In modern times, the invention of the shipping container revolutionized international trade. Those devices allowed for mechanized freight handling that was many times more efficient than loading and unloading cargo by hand. In recent times, the United States has imported far more goods than it exported, leading to a glut of empty containers on both coasts.
Globalization and free trade were the twin touchstones of international commerce economy. Presidents from both parties and Congress were robust supporters of globalization. Americans welcomed the flood of consumer goods on the shelves at Walmart even as local businesses disappeared from Main Street all across the nation.
Tariffs As Punishment
The current administration is convinced the world has been taking advantage of Uncle Sam and is determined to put an end to what it sees as economic exploitation. A punishing round of new tariffs is designed to force foreign producers to relocate to the US, even though no one inside the administration seems to understand that doing so will inevitably lead to higher prices for virtually all manufactured goods.
During the great economic expansion in America following World War II, US workers got accustomed to shorter work weeks, higher wages, health insurance, retirement programs, and a host of other benefits. The government may wish to “reshore” American manufacturing, but seems not to comprehend the economic consequences of doing so.

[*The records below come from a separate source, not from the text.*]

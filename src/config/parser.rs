use crate::config::types::Config;
use crate::config::validation::validate;
use crate::ConfigError;
use sha2::{Digest, Sha256};
use std::path::Path;

/// Loads and parses a configuration file from the given path
///
/// # Arguments
///
/// * `path` - Path to the TOML configuration file
///
/// # Returns
///
/// * `Ok(Config)` - Successfully loaded and validated configuration
/// * `Err(ConfigError)` - Failed to load, parse, or validate the configuration
///
/// # Example
///
/// ```no_run
/// use std::path::Path;
/// use scholar_ripple::config::load_config;
///
/// let config = load_config(Path::new("config.toml")).unwrap();
/// println!("Max records: {}", config.crawler.max_records);
/// ```
pub fn load_config(path: &Path) -> Result<Config, ConfigError> {
    let content = std::fs::read_to_string(path)?;
    parse_config(&content)
}

/// Parses and validates configuration from TOML text
pub fn parse_config(content: &str) -> Result<Config, ConfigError> {
    let config: Config = toml::from_str(content)?;
    validate(&config)?;
    Ok(config)
}

/// Computes a SHA-256 hash of the configuration file content
///
/// Logged at startup so two runs against the same snapshot can be told apart
/// when their settings differ.
///
/// # Arguments
///
/// * `path` - Path to the TOML configuration file
///
/// # Returns
///
/// * `Ok(String)` - Hex-encoded SHA-256 hash of the file content
/// * `Err(ConfigError)` - Failed to read the file
pub fn compute_config_hash(path: &Path) -> Result<String, ConfigError> {
    let content = std::fs::read_to_string(path)?;
    let mut hasher = Sha256::new();
    hasher.update(content.as_bytes());
    let result = hasher.finalize();
    Ok(hex::encode(result))
}

/// Loads a configuration and returns both the config and its hash
pub fn load_config_with_hash(path: &Path) -> Result<(Config, String), ConfigError> {
    let config = load_config(path)?;
    let hash = compute_config_hash(path)?;
    Ok((config, hash))
}

#[cfg(test)]
mod tests {
    use super::*;
    use std::io::Write;
    use tempfile::NamedTempFile;

    fn create_temp_config(content: &str) -> NamedTempFile {
        let mut file = NamedTempFile::new().unwrap();
        file.write_all(content.as_bytes()).unwrap();
        file.flush().unwrap();
        file
    }

    #[test]
    fn test_load_valid_config() {
        let config_content = r#"
[transport]
request-delay-ms = 2000
max-attempts = 5
user-agents = ["TestAgent/1.0"]

[crawler]
max-records = 25
max-pages = 3

[download]
min-artifact-bytes = 2048

[output]
state-file = "./state.json"

[block-detection]
phrases = ["unusual traffic"]

[open-access]
contact-email = "librarian@example.org"
"#;

        let file = create_temp_config(config_content);
        let config = load_config(file.path()).unwrap();

        assert_eq!(config.transport.request_delay_ms, 2000);
        assert_eq!(config.transport.max_attempts, 5);
        assert_eq!(config.transport.user_agents, vec!["TestAgent/1.0"]);
        assert_eq!(config.crawler.max_records, 25);
        assert_eq!(config.crawler.max_pages, 3);
        assert_eq!(config.download.min_artifact_bytes, 2048);
        assert_eq!(config.output.state_file, Path::new("./state.json"));
        assert_eq!(config.block_detection.phrases, vec!["unusual traffic"]);
        assert_eq!(
            config.open_access.contact_email.as_deref(),
            Some("librarian@example.org")
        );
        // Unspecified keys keep their defaults
        assert_eq!(config.transport.jitter_ms, 500);
        assert_eq!(config.download.persist_every, 10);
    }

    #[test]
    fn test_empty_config_uses_defaults() {
        let config = parse_config("").unwrap();
        assert_eq!(config.transport.max_attempts, 3);
        assert_eq!(config.crawler.max_records, 100);
        assert!(!config.transport.user_agents.is_empty());
    }

    #[test]
    fn test_load_config_with_invalid_path() {
        let result = load_config(Path::new("/nonexistent/config.toml"));
        assert!(result.is_err());
    }

    #[test]
    fn test_load_config_with_invalid_toml() {
        let file = create_temp_config("this is not valid TOML {{{");
        let result = load_config(file.path());
        assert!(matches!(result, Err(ConfigError::Parse(_))));
    }

    #[test]
    fn test_load_config_with_validation_error() {
        let config_content = r#"
[transport]
max-attempts = 0
"#;

        let file = create_temp_config(config_content);
        let result = load_config(file.path());
        assert!(matches!(result.unwrap_err(), ConfigError::Validation(_)));
    }

    #[test]
    fn test_compute_config_hash() {
        let file = create_temp_config("test content");

        let hash1 = compute_config_hash(file.path()).unwrap();
        let hash2 = compute_config_hash(file.path()).unwrap();

        assert_eq!(hash1, hash2);
        assert_eq!(hash1.len(), 64);
    }

    #[test]
    fn test_different_content_different_hash() {
        let file1 = create_temp_config("content 1");
        let file2 = create_temp_config("content 2");

        let hash1 = compute_config_hash(file1.path()).unwrap();
        let hash2 = compute_config_hash(file2.path()).unwrap();

        assert_ne!(hash1, hash2);
    }
}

Many in the administration blithely assume slapping tariffs on everything will solve a host of economic problems, but according to Bloomberg’s Chris Bryant, something unexpected is happening. If the new US trade policies are like a rock in the middle of the great river of international commerce, that river is simply adjusting its flow to go around the rock.

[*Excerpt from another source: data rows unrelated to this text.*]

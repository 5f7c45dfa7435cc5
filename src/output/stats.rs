//! Statistics over a retrieval state
//!
//! This module provides functionality for summarizing a collection and the
//! download log, and for displaying the summary.

use crate::crawler::StopReason;
use crate::state::{Counters, Disposition, RetrievalState};
use crate::storage::{DownloadLog, StorageResult};
use chrono::{DateTime, Utc};
use std::collections::BTreeMap;

/// Collection statistics summary
#[derive(Debug, Clone, PartialEq)]
pub struct CollectionStatistics {
    /// Number of distinct records
    pub total_records: usize,

    /// Records whose artifact is on disk
    pub with_pdf: usize,

    /// Records with an artifact URL
    pub with_pdf_url: usize,

    pub with_abstract: usize,
    pub with_doi: usize,

    /// Records per disposition in the state
    pub dispositions: BTreeMap<Disposition, usize>,

    /// Entries per status in the download log, when one was consulted
    pub download_log: Option<BTreeMap<Disposition, u64>>,

    pub counters: Counters,
    pub query_url: Option<String>,
    pub next_page_url: Option<String>,
    pub last_stop: Option<StopReason>,
    pub saved_at: Option<DateTime<Utc>>,
}

impl CollectionStatistics {
    /// Share of records with an artifact URL that were downloaded, in percent
    pub fn pdf_success_rate(&self) -> f64 {
        if self.with_pdf_url == 0 {
            0.0
        } else {
            self.with_pdf as f64 / self.with_pdf_url as f64 * 100.0
        }
    }
}

/// Computes statistics for a state
///
/// # Arguments
///
/// * `state` - The retrieval state
/// * `log` - Optional download log to include per-status counts from
///
/// # Returns
///
/// * `Ok(CollectionStatistics)` - The summary
/// * `Err(StorageError)` - The download log could not be queried
pub fn collect_statistics(
    state: &RetrievalState,
    log: Option<&dyn DownloadLog>,
) -> StorageResult<CollectionStatistics> {
    let records = state.records();

    let download_log = match log {
        Some(log) => Some(log.count_by_status()?),
        None => None,
    };

    Ok(CollectionStatistics {
        total_records: records.len(),
        with_pdf: records.iter().filter(|r| r.pdf_downloaded).count(),
        with_pdf_url: records.iter().filter(|r| r.artifact_url().is_some()).count(),
        with_abstract: records.iter().filter(|r| !r.abstract_text.is_empty()).count(),
        with_doi: records.iter().filter(|r| r.doi.is_some()).count(),
        dispositions: state.disposition_counts(),
        download_log,
        counters: state.counters(),
        query_url: state.query().map(|q| q.url.clone()),
        next_page_url: state.next_page_url().map(str::to_string),
        last_stop: state.last_stop(),
        saved_at: state.saved_at(),
    })
}

/// Prints statistics to stdout in a formatted manner
///
/// # Arguments
///
/// * `stats` - The statistics to display
pub fn print_statistics(stats: &CollectionStatistics) {
    println!("=== Collection Statistics ===\n");

    println!("Query:");
    println!("  Seed URL: {}", stats.query_url.as_deref().unwrap_or("-"));
    println!(
        "  Next page: {}",
        stats.next_page_url.as_deref().unwrap_or("none (listing exhausted)")
    );
    println!(
        "  Last stop: {}",
        stats.last_stop.map(|r| r.as_str()).unwrap_or("-")
    );
    if let Some(saved_at) = stats.saved_at {
        println!("  Saved at: {}", saved_at.to_rfc3339());
    }
    println!();

    println!("Overview:");
    println!("  Total records: {}", stats.total_records);
    println!("  With abstract: {}", stats.with_abstract);
    println!("  With DOI: {}", stats.with_doi);
    println!("  With PDF URL: {}", stats.with_pdf_url);
    println!("  PDFs downloaded: {}", stats.with_pdf);
    println!(
        "  Pages fetched: {} ({} failed, {} items seen)",
        stats.counters.pages_fetched, stats.counters.pages_failed, stats.counters.items_seen
    );
    println!();

    println!("Dispositions:");
    for disposition in Disposition::all() {
        let count = stats.dispositions.get(&disposition).copied().unwrap_or(0);
        let percentage = if stats.total_records > 0 {
            count as f64 / stats.total_records as f64 * 100.0
        } else {
            0.0
        };
        println!("  {}: {} ({:.1}%)", disposition, count, percentage);
    }
    println!();

    if let Some(log) = &stats.download_log {
        println!("Download Log:");
        if log.is_empty() {
            println!("  (empty)");
        }
        for (status, count) in log {
            println!("  {}: {}", status, count);
        }
        println!();
    }

    println!(
        "PDF Success Rate: {:.1}% ({} / {} records with a PDF URL)",
        stats.pdf_success_rate(),
        stats.with_pdf,
        stats.with_pdf_url
    );
}

#[cfg(test)]
mod tests {
    use super::*;
    use crate::state::{CandidateRecord, Record};
    use crate::storage::{DownloadLogEntry, MemoryDownloadLog};

    fn state() -> RetrievalState {
        let mut state = RetrievalState::new("https://example.com/scholar?q=x");
        for (title, pdf, doi) in [
            ("One", Some("https://x.org/1.pdf"), Some("10.1000/1")),
            ("Two", Some("https://x.org/2.pdf"), None),
            ("Three", None, None),
        ] {
            state.insert(
                Record::from_candidate(CandidateRecord {
                    title: title.to_string(),
                    abstract_text: format!("About {}", title),
                    pdf_url: pdf.map(str::to_string),
                    doi: doi.map(str::to_string),
                    ..Default::default()
                })
                .unwrap(),
            );
        }
        state
    }

    #[test]
    fn test_collect_statistics() {
        let mut state = state();
        let first = state.records()[0].id.clone();
        state.get_mut(&first).unwrap().pdf_downloaded = true;
        state.set_disposition(&first, Disposition::Downloaded);

        let stats = collect_statistics(&state, None).unwrap();
        assert_eq!(stats.total_records, 3);
        assert_eq!(stats.with_pdf, 1);
        assert_eq!(stats.with_pdf_url, 2);
        assert_eq!(stats.with_abstract, 3);
        assert_eq!(stats.with_doi, 1);
        assert_eq!(stats.dispositions.get(&Disposition::Pending), Some(&2));
        assert!((stats.pdf_success_rate() - 50.0).abs() < f64::EPSILON);
        assert!(stats.download_log.is_none());
    }

    #[test]
    fn test_statistics_include_download_log() {
        let mut log = MemoryDownloadLog::new();
        log.record(&DownloadLogEntry {
            identifier: "abc".to_string(),
            status: Disposition::Failed,
            timestamp: Utc::now(),
            path: None,
            reason: Some("HTTP 404".to_string()),
            url: None,
        })
        .unwrap();

        let stats = collect_statistics(&state(), Some(&log)).unwrap();
        assert_eq!(
            stats.download_log.unwrap().get(&Disposition::Failed),
            Some(&1)
        );
    }

    #[test]
    fn test_empty_state_rate_is_zero() {
        let stats = collect_statistics(&RetrievalState::default(), None).unwrap();
        assert_eq!(stats.pdf_success_rate(), 0.0);
    }
}
//! Storage traits and error types
//!
//! This module defines the trait interfaces for the snapshot store and the
//! download log, and the error type they share.

use crate::state::{Disposition, RetrievalState};
use chrono::{DateTime, Utc};
use std::collections::BTreeMap;
use std::path::PathBuf;
use thiserror::Error;

/// Errors that can occur during storage operations
#[derive(Debug, Error)]
pub enum StorageError {
    #[error("IO error on {path}: {source}")]
    Io {
        path: PathBuf,
        source: std::io::Error,
    },

    #[error("Serialization error: {0}")]
    Serialization(#[from] serde_json::Error),

    #[error("SQLite error: {0}")]
    Sqlite(#[from] rusqlite::Error),

    #[error("Corrupt entry: {0}")]
    Corrupt(String),
}

impl StorageError {
    pub(crate) fn io(path: impl Into<PathBuf>, source: std::io::Error) -> Self {
        Self::Io {
            path: path.into(),
            source,
        }
    }
}

/// Result type for storage operations
pub type StorageResult<T> = Result<T, StorageError>;

/// Durable home of the resumable snapshot
pub trait StateStore: Send + Sync {
    /// Loads the last persisted snapshot
    ///
    /// # Returns
    ///
    /// * `Ok(None)` - No snapshot exists yet (a fresh run, not an error)
    /// * `Ok(Some(state))` - The persisted state
    /// * `Err(StorageError)` - A snapshot exists but could not be read
    fn load(&self) -> StorageResult<Option<RetrievalState>>;

    /// Replaces the persisted snapshot with `state`
    ///
    /// Implementations must never leave a half-written snapshot behind.
    fn save(&self, state: &RetrievalState) -> StorageResult<()>;
}

/// One artifact attempt as recorded in the download log
#[derive(Debug, Clone, PartialEq)]
pub struct DownloadLogEntry {
    pub identifier: String,
    pub status: Disposition,
    pub timestamp: DateTime<Utc>,
    /// Local file for successful downloads
    pub path: Option<PathBuf>,
    /// Why the attempt did not produce a file
    pub reason: Option<String>,
    pub url: Option<String>,
}

/// Append/update log of artifact attempts, keyed by record identifier
pub trait DownloadLog: Send {
    /// Writes `entry`, replacing any earlier entry for the same identifier
    fn record(&mut self, entry: &DownloadLogEntry) -> StorageResult<()>;

    /// Gets the latest entry for an identifier
    fn get(&self, identifier: &str) -> StorageResult<Option<DownloadLogEntry>>;

    /// Gets all entries ordered by identifier
    fn entries(&self) -> StorageResult<Vec<DownloadLogEntry>>;

    /// Counts entries per status
    fn count_by_status(&self) -> StorageResult<BTreeMap<Disposition, u64>>;
}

Today, almost a third of the products in the global trade pipeline come from China. Those products are simply now going to markets other than the US, as the great river rolls on. Sure, there are some ripples around the new rock in the middle of the stream, but the flow of commerce continues unabated.
Bryant writes, “Although the US was the chief architect of the multilateral trading system and has become the world’s most lucrative consumer market, it can’t by itself turn back the clock on global economic interdependence. Prosperity gains from comparative advantage and low-cost container shipping are too great for the rest of the world to ignore. Even as the US embraces self-sufficiency and reveals itself to be an unreliable economic partner, others are keen to keep trading.”
What De-Globalizaton?
Vincent Clerc, the CEO of Maersk, the largest international shipping company in the world, told investors last week, “Despite all the talk of de-globalization, if you just look at the numbers, what we are seeing in the last two and a half years is an acceleration of globalization on the back of a huge commercial success from Chinese companies taking market share on the global stage.”
Maersk recently reported record shipping activity outside the US and forecast global container volumes could increase by as much as 4% this year. “There is a new driver in container demand that is adding a lot of upside potential,” Clerc said, and predicted stronger Chinese-led growth might last “a few years.”
We alluded to this phenomenon recently in an article about how clean energy products and electric vehicles exported by China are actually lowering global carbon emissions by a measurable amount, even taking into account the emissions associated with making them. If the geniuses in the current administration think US-made products are going to be able to compete on the world stage with those produced in China, they are delusional.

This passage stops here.